Veröffentlicht: 04.03.2016. Rubrik: Persönliches
Das Leben eines Toten
"Jeden Tag das selbe, jeden Tag", dachte der Häftling, während er im Korridor mit dem Gesicht zum Boden schauent, zurück in seine dunkle gar düstere Zelle ging. Jeden Tag lag er stundenlang regungslos auf seiner alten, zerfetzten Matratze und träumte davon, was er verwirklichen würde, wenn er frei wäre - frei wäre wie ein Adler. Er gab ihm die benötigte Kraft und Mut noch jahrelang - jeden einzelnen Tag in seinem Grab zu sitzen und zu warten, wie die Zeit vergeht.
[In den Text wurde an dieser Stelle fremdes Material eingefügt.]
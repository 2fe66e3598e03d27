//! Status Routes

use axum::{extract::State, Json};
use session::SessionSnapshot;
use std::sync::Arc;

use crate::AppState;

/// Latest snapshot published by the analysis thread
pub async fn get_status(State(state): State<Arc<AppState>>) -> Json<SessionSnapshot> {
    let snapshot = state.snapshots.borrow().clone();
    Json(snapshot)
}
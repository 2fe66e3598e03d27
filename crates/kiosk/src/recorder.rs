//! Session video recorder
//!
//! One ffmpeg process per camera copies the camera stream to disk while a
//! session is recording. Commands are handled by a worker thread so the
//! analysis thread never waits on process management.
//!
//! Layout: `{output_dir}/{YYYY-MM-DD}/{HH}/{MM}/{SS}/cam{n}.mp4`; the `{SS}`
//! directory is renamed to `{SS}_{duration}` when the segment ends.

use camera_capture::{CameraConfig, CameraId};
use chrono::{Local, NaiveDateTime};
use serde::{Deserialize, Serialize};
use session::RecordingSink;
use std::io::Write;
use std::path::{Path, PathBuf};
use std::process::{Child, Command, Stdio};
use std::sync::mpsc;
use std::sync::Mutex;
use std::thread;
use std::time::{Duration, Instant};
use tracing::{debug, error, info, warn};
use uuid::Uuid;

/// Recorder settings
#[derive(Debug, Clone, Serialize, Deserialize)]
pub struct RecorderSettings {
    /// Record sessions at all
    #[serde(default = "default_enabled")]
    pub enabled: bool,
    /// Root of the recording tree
    #[serde(default = "default_output_dir")]
    pub output_dir: PathBuf,
    #[serde(default = "default_ffmpeg_bin")]
    pub ffmpeg_bin: String,
    /// A running recording is split into segments of this length
    #[serde(default = "default_segment_seconds")]
    pub segment_seconds: u64,
    /// Grace period for ffmpeg to finalize a file after `q`
    #[serde(default = "default_stop_timeout_secs")]
    pub stop_timeout_secs: u64,
}

fn default_enabled() -> bool {
    true
}

fn default_output_dir() -> PathBuf {
    PathBuf::from("recordings")
}

fn default_ffmpeg_bin() -> String {
    "ffmpeg".to_string()
}

fn default_segment_seconds() -> u64 {
    300
}

fn default_stop_timeout_secs() -> u64 {
    10
}

impl Default for RecorderSettings {
    fn default() -> Self {
        Self {
            enabled: default_enabled(),
            output_dir: default_output_dir(),
            ffmpeg_bin: default_ffmpeg_bin(),
            segment_seconds: default_segment_seconds(),
            stop_timeout_secs: default_stop_timeout_secs(),
        }
    }
}

/// Directory for a segment started at `started_at`
pub fn segment_dir(root: &Path, started_at: NaiveDateTime) -> PathBuf {
    root.join(started_at.format("%Y-%m-%d").to_string())
        .join(started_at.format("%H").to_string())
        .join(started_at.format("%M").to_string())
        .join(started_at.format("%S").to_string())
}

/// Final name of a segment directory: `{SS}` becomes `{SS}_{duration}`
pub fn finished_dir(segment_dir: &Path, duration: Duration) -> PathBuf {
    let seconds = duration.as_secs_f64().round() as u64;
    let name = segment_dir
        .file_name()
        .map(|n| n.to_string_lossy().into_owned())
        .unwrap_or_default();
    segment_dir.with_file_name(format!("{}_{}", name, seconds))
}

/// Output file of one camera inside a segment directory
pub fn camera_file(segment_dir: &Path, camera: CameraId) -> PathBuf {
    segment_dir.join(format!("{}.mp4", camera))
}

enum RecorderCommand {
    Start(Uuid),
    Stop(Uuid),
    Shutdown,
}

/// [`RecordingSink`] backed by ffmpeg child processes
pub struct FfmpegRecorder {
    tx: mpsc::Sender<RecorderCommand>,
    worker: Mutex<Option<thread::JoinHandle<()>>>,
}

impl FfmpegRecorder {
    pub fn spawn(settings: RecorderSettings, cameras: Vec<CameraConfig>) -> std::io::Result<Self> {
        let (tx, rx) = mpsc::channel();
        let worker = Worker::new(settings, cameras);
        let handle = thread::Builder::new()
            .name("recorder".to_string())
            .spawn(move || worker.run(rx))?;

        Ok(Self {
            tx,
            worker: Mutex::new(Some(handle)),
        })
    }

    /// Finish any running recording and stop the worker
    pub fn shutdown(&self) {
        let _ = self.tx.send(RecorderCommand::Shutdown);
        let handle = self.worker.lock().unwrap_or_else(|e| e.into_inner()).take();
        if let Some(handle) = handle {
            if handle.join().is_err() {
                error!("Recorder worker panicked");
            }
        }
    }

    fn send(&self, command: RecorderCommand) {
        if self.tx.send(command).is_err() {
            warn!("Recorder worker is not running");
        }
    }
}

impl RecordingSink for FfmpegRecorder {
    fn start(&self, session_id: Uuid) {
        self.send(RecorderCommand::Start(session_id));
    }

    fn stop(&self, session_id: Uuid) {
        self.send(RecorderCommand::Stop(session_id));
    }
}

impl Drop for FfmpegRecorder {
    fn drop(&mut self) {
        self.shutdown();
    }
}

struct Recording {
    session_id: Uuid,
    dir: PathBuf,
    started: Instant,
    children: Vec<(CameraId, Child)>,
}

struct Worker {
    settings: RecorderSettings,
    cameras: Vec<CameraConfig>,
    active: Option<Recording>,
}
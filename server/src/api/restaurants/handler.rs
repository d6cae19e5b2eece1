//! Restaurant API Handlers
//!
//! Plain CRUD plus the nested table/time-slot/menu-item collections.
//! Ownership: every write requires the acting business to own the
//! restaurant (admins pass).

use axum::{
    Json,
    extract::{Path, State},
    http::StatusCode,
};
use sqlx::SqlitePool;

use crate::auth::CurrentUser;
use crate::core::ServerState;
use crate::db::repository::{dining_table, menu_item, restaurant, time_slot};
use crate::utils::validation::{
    MAX_ADDRESS_LEN, MAX_DESCRIPTION_LEN, MAX_NAME_LEN, validate_optional_text,
    validate_required_text,
};
use crate::utils::{AppError, AppResult};
use shared::models::{
    DiningTable, DiningTableCreate, MenuItem, MenuItemCreate, MenuItemDetail, Restaurant,
    RestaurantCreate, RestaurantUpdate, TimeSlot, TimeSlotCreate,
};

/// Load a restaurant and check that `user` owns it
pub(crate) async fn require_owned_restaurant(
    pool: &SqlitePool,
    user: &CurrentUser,
    restaurant_id: i64,
) -> AppResult<Restaurant> {
    let found = restaurant::find_by_id(pool, restaurant_id)
        .await?
        .ok_or_else(|| AppError::not_found(format!("Restaurant {restaurant_id} not found")))?;
    if found.owner_id != user.id && !user.is_admin() {
        return Err(AppError::forbidden("You do not own this restaurant"));
    }
    Ok(found)
}

/// GET /api/restaurants - 获取所有餐厅
pub async fn list(State(state): State<ServerState>) -> AppResult<Json<Vec<Restaurant>>> {
    let restaurants = restaurant::find_all(state.pool()).await?;
    Ok(Json(restaurants))
}

/// GET /api/restaurants/:id - 获取单个餐厅
pub async fn get_by_id(
    State(state): State<ServerState>,
    Path(id): Path<i64>,
) -> AppResult<Json<Restaurant>> {
    let found = restaurant::find_by_id(state.pool(), id)
        .await?
        .ok_or_else(|| AppError::not_found(format!("Restaurant {id} not found")))?;
    Ok(Json(found))
}

/// POST /api/restaurants - 创建餐厅
pub async fn create(
    State(state): State<ServerState>,
    user: CurrentUser,
    Json(payload): Json<RestaurantCreate>,
) -> AppResult<(StatusCode, Json<Restaurant>)> {
    validate_required_text(&payload.name, "name", MAX_NAME_LEN)?;
    validate_required_text(&payload.address, "address", MAX_ADDRESS_LEN)?;
    validate_optional_text(&payload.description, "description", MAX_DESCRIPTION_LEN)?;

    let created = restaurant::create(state.pool(), user.id, payload).await?;
    tracing::info!(restaurant_id = created.id, owner_id = user.id, "Restaurant created");
    Ok((StatusCode::CREATED, Json(created)))
}

/// PUT /api/restaurants/:id - 更新餐厅
pub async fn update(
    State(state): State<ServerState>,
    user: CurrentUser,
    Path(id): Path<i64>,
    Json(payload): Json<RestaurantUpdate>,
) -> AppResult<Json<Restaurant>> {
    if let Some(name) = &payload.name {
        validate_required_text(name, "name", MAX_NAME_LEN)?;
    }
    if let Some(address) = &payload.address {
        validate_required_text(address, "address", MAX_ADDRESS_LEN)?;
    }
    validate_optional_text(&payload.description, "description", MAX_DESCRIPTION_LEN)?;

    require_owned_restaurant(state.pool(), &user, id).await?;
    let updated = restaurant::update(state.pool(), id, payload).await?;
    Ok(Json(updated))
}

/// DELETE /api/restaurants/:id - 删除餐厅 (级联删除桌台/时段/菜单)
pub async fn delete(
    State(state): State<ServerState>,
    user: CurrentUser,
    Path(id): Path<i64>,
) -> AppResult<StatusCode> {
    require_owned_restaurant(state.pool(), &user, id).await?;
    restaurant::delete(state.pool(), id).await?;
    tracing::info!(restaurant_id = id, actor_id = user.id, "Restaurant deleted");
    Ok(StatusCode::NO_CONTENT)
}

// ── Nested collections ──────────────────────────────────────────────

/// GET /api/restaurants/:id/tables - 餐厅的所有桌台
pub async fn list_tables(
    State(state): State<ServerState>,
    Path(id): Path<i64>,
) -> AppResult<Json<Vec<DiningTable>>> {
    restaurant::find_by_id(state.pool(), id)
        .await?
        .ok_or_else(|| AppError::not_found(format!("Restaurant {id} not found")))?;
    let tables = dining_table::find_by_restaurant(state.pool(), id).await?;
    Ok(Json(tables))
}

/// POST /api/restaurants/:id/tables - 创建桌台
pub async fn create_table(
    State(state): State<ServerState>,
    user: CurrentUser,
    Path(id): Path<i64>,
    Json(payload): Json<DiningTableCreate>,
) -> AppResult<(StatusCode, Json<DiningTable>)> {
    if payload.number <= 0 {
        return Err(AppError::validation("table number must be greater than 0"));
    }
    if payload.capacity <= 0 {
        return Err(AppError::validation("capacity must be greater than 0"));
    }

    require_owned_restaurant(state.pool(), &user, id).await?;
    let created = dining_table::create(state.pool(), id, payload).await?;
    Ok((StatusCode::CREATED, Json(created)))
}

/// GET /api/restaurants/:id/timeslots - 餐厅的所有时段
pub async fn list_timeslots(
    State(state): State<ServerState>,
    Path(id): Path<i64>,
) -> AppResult<Json<Vec<TimeSlot>>> {
    restaurant::find_by_id(state.pool(), id)
        .await?
        .ok_or_else(|| AppError::not_found(format!("Restaurant {id} not found")))?;
    let slots = time_slot::find_by_restaurant(state.pool(), id).await?;
    Ok(Json(slots))
}

/// POST /api/restaurants/:id/timeslots - 创建时段
pub async fn create_timeslot(
    State(state): State<ServerState>,
    user: CurrentUser,
    Path(id): Path<i64>,
    Json(payload): Json<TimeSlotCreate>,
) -> AppResult<(StatusCode, Json<TimeSlot>)> {
    if !(0.0..=24.0).contains(&payload.start_hour)
        || !(0.0..=24.0).contains(&payload.end_hour)
        || payload.start_hour >= payload.end_hour
    {
        return Err(AppError::validation(
            "time slot hours must satisfy 0 <= start < end <= 24",
        ));
    }

    require_owned_restaurant(state.pool(), &user, id).await?;
    let created = time_slot::create(state.pool(), id, payload).await?;
    Ok((StatusCode::CREATED, Json(created)))
}

/// GET /api/restaurants/:id/menu-items - 餐厅菜单
pub async fn list_menu_items(
    State(state): State<ServerState>,
    Path(id): Path<i64>,
) -> AppResult<Json<Vec<MenuItem>>> {
    restaurant::find_by_id(state.pool(), id)
        .await?
        .ok_or_else(|| AppError::not_found(format!("Restaurant {id} not found")))?;
    let items = menu_item::find_by_restaurant(state.pool(), id).await?;
    Ok(Json(items))
}

/// POST /api/restaurants/:id/menu-items - 创建菜品/饮品
pub async fn create_menu_item(
    State(state): State<ServerState>,
    user: CurrentUser,
    Path(id): Path<i64>,
    Json(payload): Json<MenuItemCreate>,
) -> AppResult<(StatusCode, Json<MenuItem>)> {
    validate_required_text(&payload.name, "name", MAX_NAME_LEN)?;
    validate_optional_text(&payload.description, "description", MAX_DESCRIPTION_LEN)?;
    if !payload.price.is_finite() || payload.price < 0.0 {
        return Err(AppError::validation("price must be a non-negative number"));
    }
    match &payload.detail {
        MenuItemDetail::Dish { course_type, .. } => {
            validate_required_text(course_type, "course_type", MAX_NAME_LEN)?;
        }
        MenuItemDetail::Drink { drink_type } => {
            validate_required_text(drink_type, "drink_type", MAX_NAME_LEN)?;
        }
    }

    require_owned_restaurant(state.pool(), &user, id).await?;
    let created = menu_item::create(state.pool(), id, payload).await?;
    Ok((StatusCode::CREATED, Json(created)))
}
//! Time Slot API Handlers

use axum::{
    extract::{Path, State},
    http::StatusCode,
};

use crate::api::restaurants::require_owned_restaurant;
use crate::auth::CurrentUser;
use crate::core::ServerState;
use crate::db::repository::time_slot;
use crate::utils::{AppError, AppResult};

/// DELETE /api/timeslots/:id - 删除时段
pub async fn delete(
    State(state): State<ServerState>,
    user: CurrentUser,
    Path(id): Path<i64>,
) -> AppResult<StatusCode> {
    let slot = time_slot::find_by_id(state.pool(), id)
        .await?
        .ok_or_else(|| AppError::not_found(format!("Time slot {id} not found")))?;
    require_owned_restaurant(state.pool(), &user, slot.restaurant_id).await?;

    time_slot::delete(state.pool(), id).await?;
    Ok(StatusCode::NO_CONTENT)
}
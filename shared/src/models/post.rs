//! Community Post Model

use serde::{Deserialize, Serialize};

use crate::types::PostKind;

/// Post inside a community, joined with its author
///
/// Authorship is scoped to membership: `author_member_id` references the
/// member record, not the bare user. An OPEN_RESERVATION post additionally
/// links the reservation it advertises.
#[derive(Debug, Clone, Serialize, Deserialize)]
#[cfg_attr(feature = "db", derive(sqlx::FromRow))]
pub struct PostWithAuthor {
    pub id: i64,
    pub community_id: i64,
    pub author_member_id: i64,
    pub author_user_id: i64,
    pub author_name: String,
    pub title: String,
    pub description: Option<String>,
    pub kind: PostKind,
    pub reservation_id: Option<i64>,
    pub published_at: i64,
    pub updated_at: i64,
}

/// Create post payload
#[derive(Debug, Clone, Serialize, Deserialize)]
pub struct PostCreate {
    pub title: String,
    pub description: Option<String>,
    /// GENERAL when omitted
    #[serde(default)]
    pub kind: Option<PostKind>,
    pub reservation_id: Option<i64>,
}

/// Update post payload
#[derive(Debug, Clone, Serialize, Deserialize)]
pub struct PostUpdate {
    pub title: Option<String>,
    pub description: Option<String>,
}
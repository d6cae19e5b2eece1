//! Menu Item Repository

use super::{RepoError, RepoResult};
use shared::models::{MenuItem, MenuItemCreate, MenuItemDetail, MenuItemRow};
use shared::util::snowflake_id;
use sqlx::SqlitePool;

const ITEM_SELECT: &str = "SELECT id, restaurant_id, name, description, price, kind, \
     course_type, elements, drink_type FROM menu_item";

fn into_item(row: MenuItemRow) -> RepoResult<MenuItem> {
    MenuItem::try_from(row).map_err(RepoError::Database)
}

pub async fn find_by_restaurant(
    pool: &SqlitePool,
    restaurant_id: i64,
) -> RepoResult<Vec<MenuItem>> {
    let rows = sqlx::query_as::<_, MenuItemRow>(&format!(
        "{ITEM_SELECT} WHERE restaurant_id = ? ORDER BY name"
    ))
    .bind(restaurant_id)
    .fetch_all(pool)
    .await?;
    rows.into_iter().map(into_item).collect()
}

pub async fn find_by_id(pool: &SqlitePool, id: i64) -> RepoResult<Option<MenuItem>> {
    let row = sqlx::query_as::<_, MenuItemRow>(&format!("{ITEM_SELECT} WHERE id = ?"))
        .bind(id)
        .fetch_optional(pool)
        .await?;
    row.map(into_item).transpose()
}

pub async fn create(
    pool: &SqlitePool,
    restaurant_id: i64,
    data: MenuItemCreate,
) -> RepoResult<MenuItem> {
    let id = snowflake_id();

    let (course_type, elements, drink_type) = match &data.detail {
        MenuItemDetail::Dish {
            course_type,
            elements,
        } => {
            let elements_json = serde_json::to_string(elements)
                .map_err(|e| RepoError::Validation(format!("Invalid dish elements: {e}")))?;
            (Some(course_type.clone()), Some(elements_json), None)
        }
        MenuItemDetail::Drink { drink_type } => (None, None, Some(drink_type.clone())),
    };

    sqlx::query(
        "INSERT INTO menu_item
            (id, restaurant_id, name, description, price, kind, course_type, elements, drink_type)
         VALUES (?, ?, ?, ?, ?, ?, ?, ?, ?)",
    )
    .bind(id)
    .bind(restaurant_id)
    .bind(&data.name)
    .bind(&data.description)
    .bind(data.price)
    .bind(data.detail.kind_str())
    .bind(course_type)
    .bind(elements)
    .bind(drink_type)
    .execute(pool)
    .await?;

    find_by_id(pool, id)
        .await?
        .ok_or_else(|| RepoError::Database("Failed to create menu item".into()))
}

pub async fn delete(pool: &SqlitePool, id: i64) -> RepoResult<bool> {
    let rows = sqlx::query("DELETE FROM menu_item WHERE id = ?")
        .bind(id)
        .execute(pool)
        .await?;
    Ok(rows.rows_affected() > 0)
}
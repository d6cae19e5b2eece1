//! Community Post API Handlers

use axum::{
    Json,
    extract::{Path, State},
    http::StatusCode,
};

use crate::auth::{CurrentUser, OptionalUser};
use crate::core::ServerState;
use crate::services::community;
use crate::utils::validation::{MAX_DESCRIPTION_LEN, MAX_TITLE_LEN};
use crate::utils::{AppResult, validation};
use shared::models::{PostUpdate, PostWithAuthor};

/// GET /api/community/posts/:id - 获取帖子
pub async fn get_by_id(
    State(state): State<ServerState>,
    OptionalUser(viewer): OptionalUser,
    Path(id): Path<i64>,
) -> AppResult<Json<PostWithAuthor>> {
    let post = community::get_post(state.pool(), viewer.as_ref(), id).await?;
    Ok(Json(post))
}

/// PUT /api/community/posts/:id - 更新帖子
pub async fn update(
    State(state): State<ServerState>,
    user: CurrentUser,
    Path(id): Path<i64>,
    Json(payload): Json<PostUpdate>,
) -> AppResult<Json<PostWithAuthor>> {
    if let Some(title) = &payload.title {
        validation::validate_required_text(title, "title", MAX_TITLE_LEN)?;
    }
    validation::validate_optional_text(&payload.description, "description", MAX_DESCRIPTION_LEN)?;

    let updated = community::update_post(state.pool(), &user, id, payload).await?;
    Ok(Json(updated))
}

/// DELETE /api/community/posts/:id - 删除帖子
pub async fn delete(
    State(state): State<ServerState>,
    user: CurrentUser,
    Path(id): Path<i64>,
) -> AppResult<StatusCode> {
    community::delete_post(state.pool(), &user, id).await?;
    Ok(StatusCode::NO_CONTENT)
}
//! Community Post API 模块

mod handler;

use axum::{Router, routing::get};

use crate::core::ServerState;

pub fn router() -> Router<ServerState> {
    Router::new().nest("/api/community/posts", routes())
}

fn routes() -> Router<ServerState> {
    Router::new().route(
        "/{id}",
        get(handler::get_by_id)
            .put(handler::update)
            .delete(handler::delete),
    )
}
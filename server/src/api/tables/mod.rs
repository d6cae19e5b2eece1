//! Dining Table API 模块

mod handler;

use axum::{Router, middleware, routing::delete};
use shared::types::UserRole;

use crate::auth::require_role;
use crate::core::ServerState;

pub fn router() -> Router<ServerState> {
    Router::new().nest("/api/tables", routes())
}

fn routes() -> Router<ServerState> {
    Router::new()
        .route("/{id}", delete(handler::delete))
        .layer(middleware::from_fn(require_role(UserRole::Business)))
}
Jeden Tag träumte der Tote davon, was er machen würde, wenn er wieder leben könnte - er träumte davon geliebt zu werden, er träumte davon, wie er stundenlang die Sterne betrachtete und einfach nur frei wäre wie ein Adler. Er spürt wie die Kälte der Zelle ihn umgibt, wie die Einsamkeit ihn innerlich zerstört und er in einen Sumpf voll Leiden versinkt. Jeden Tag um Mittagszeit, wenn der Wächter die Klappe der
Zelle öffnete, um ihm sein Brot und Wasser gab, springt er erschrocken auf und lebt seinen Tod weiter. Jeden Tag.